Intervención con los carreros
25 de setiembre de 2011
Plaza de los Carreros,
521 Y 122, Tolosa
El Galpón de Tolosa
La Plata - Pcia. Bs As. - Argentina
Los carreros/cartoneros salen a trabajar día y noche, con lluvia, sol, calor y frío; solos o con sus familias. Son miles, invisibles, que recorren la ciudad, recibiendo solidaridad, pero también hostilidades y discriminación de los “ciudadanos” y trabas de la municipalidad.

Ellos no tienen obra social, ni jubilación, y su salario lo pelean hora a hora, de lunes a lunes… El empleo informal, en negro, con bajos salarios, atraviesa al 40 % de la sociedad argentina, a pesar de que la economía del país viene creciendo hace 8 años

Es difícil la realidad diaria de los carreros, ellos trabajan de lunes a lunes, con frio, calor, lluvia; ganan lo justo para “parar la olla”: algo así como 500 pesos por semana; en las calles reciben solidaridad de muchas personas y tremenda hostilidad de otras; ellos esperan otro futuro para sus hijos y que no se acostumbren al carro sino lograr que permanezcan en el colegio; muchos de ellos están orgullosos de ser carreros, y saben que van a tener que trabajar hasta el último día de sus vidas porque no tienen jubilación, ni obra social, ni nada parecido, ya que son trabajadores informales -situación en la cual se encuentra el cuarenta por ciento de la población-.

Entre la solidaridad que reciben, están quienes le alcanzan un vaso de agua, quienes les hacen desde el auto un guiño cómplice y les permiten el paso, quienes les ofrecen una vieja heladero o un lavarropas. También están aquellos que los insultan, que se creen los dueños de la calle y los echan. También la Municipalidad los hostiga: en este último tiempo han colocado carteles prohibiendo la tracción a sangre en nuestra “ciudad turística”, los molesta porque supuestamente ellos no cuidan sus caballos, pero esto no es una realidad generalizada. Desde el estado la contención es escasa hacia las familias.

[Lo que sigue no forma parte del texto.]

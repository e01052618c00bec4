//! Function for building the command line hierarchy.

use super::{
    completions::create_completions_subcommand,
    photon_fields::create_photon_fields_subcommand, propagate::create_propagate_subcommand,
    rates::create_rates_subcommand,
};
use clap::{self, Arg, Command};

/// Build the `cosmoprop` command line hierarchy.
pub fn build() -> Command<'static> {
    Command::new(clap::crate_name!())
        .version(clap::crate_version!())
        .author(clap::crate_authors!())
        .about(clap::crate_description!())
        .disable_help_subcommand(true)
        .subcommand_required(true)
        .arg_required_else_help(true)
        .arg(
            Arg::new("timing")
                .short('t')
                .long("timing")
                .help("Display elapsed time when done"),
        )
        .subcommand(create_propagate_subcommand())
        .subcommand(create_photon_fields_subcommand())
        .subcommand(create_rates_subcommand())
        .subcommand(create_completions_subcommand())
}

Quizá sean sólo excusas, ya que ellos, los carreros, no coinciden con un perfil de “ciudad capital”, ya que “si hay pobreza que no se note”. Quizá la única voluntad de la Municipalidad sea, una vez más y para siempre, perjudicar a los más vulnerables.


Los desafíos de los carreros también se presentan en el barrio, en el tratamiento de la basura y en la necesidad de mantener la higiene y la salubridad. En ese sentido, venimos exigiendo que se coloque una volqueta –un contenedor- que les permita tirar los sobrantes de lo reciclado, y así evitar la extensión de ratas y enfermedades. La municipalidad frecuentemente interrumpe el servicio de recolección y eso provoca suciedad y enfermedades.

Como trabajadores, los cartoneros intentan organizarse para poder, colectiva y solidariamente, avanzar en reivindicaciones sobre su trabajo, sus condiciones laborales, poder defender sus derechos.
Desde el Galpón de Tolosa, nos unimos a su lucha como a la de todos los trabajadores, te invitamos a participar de esta actividad y de futuras intervenciones similares, en pos del cambio social.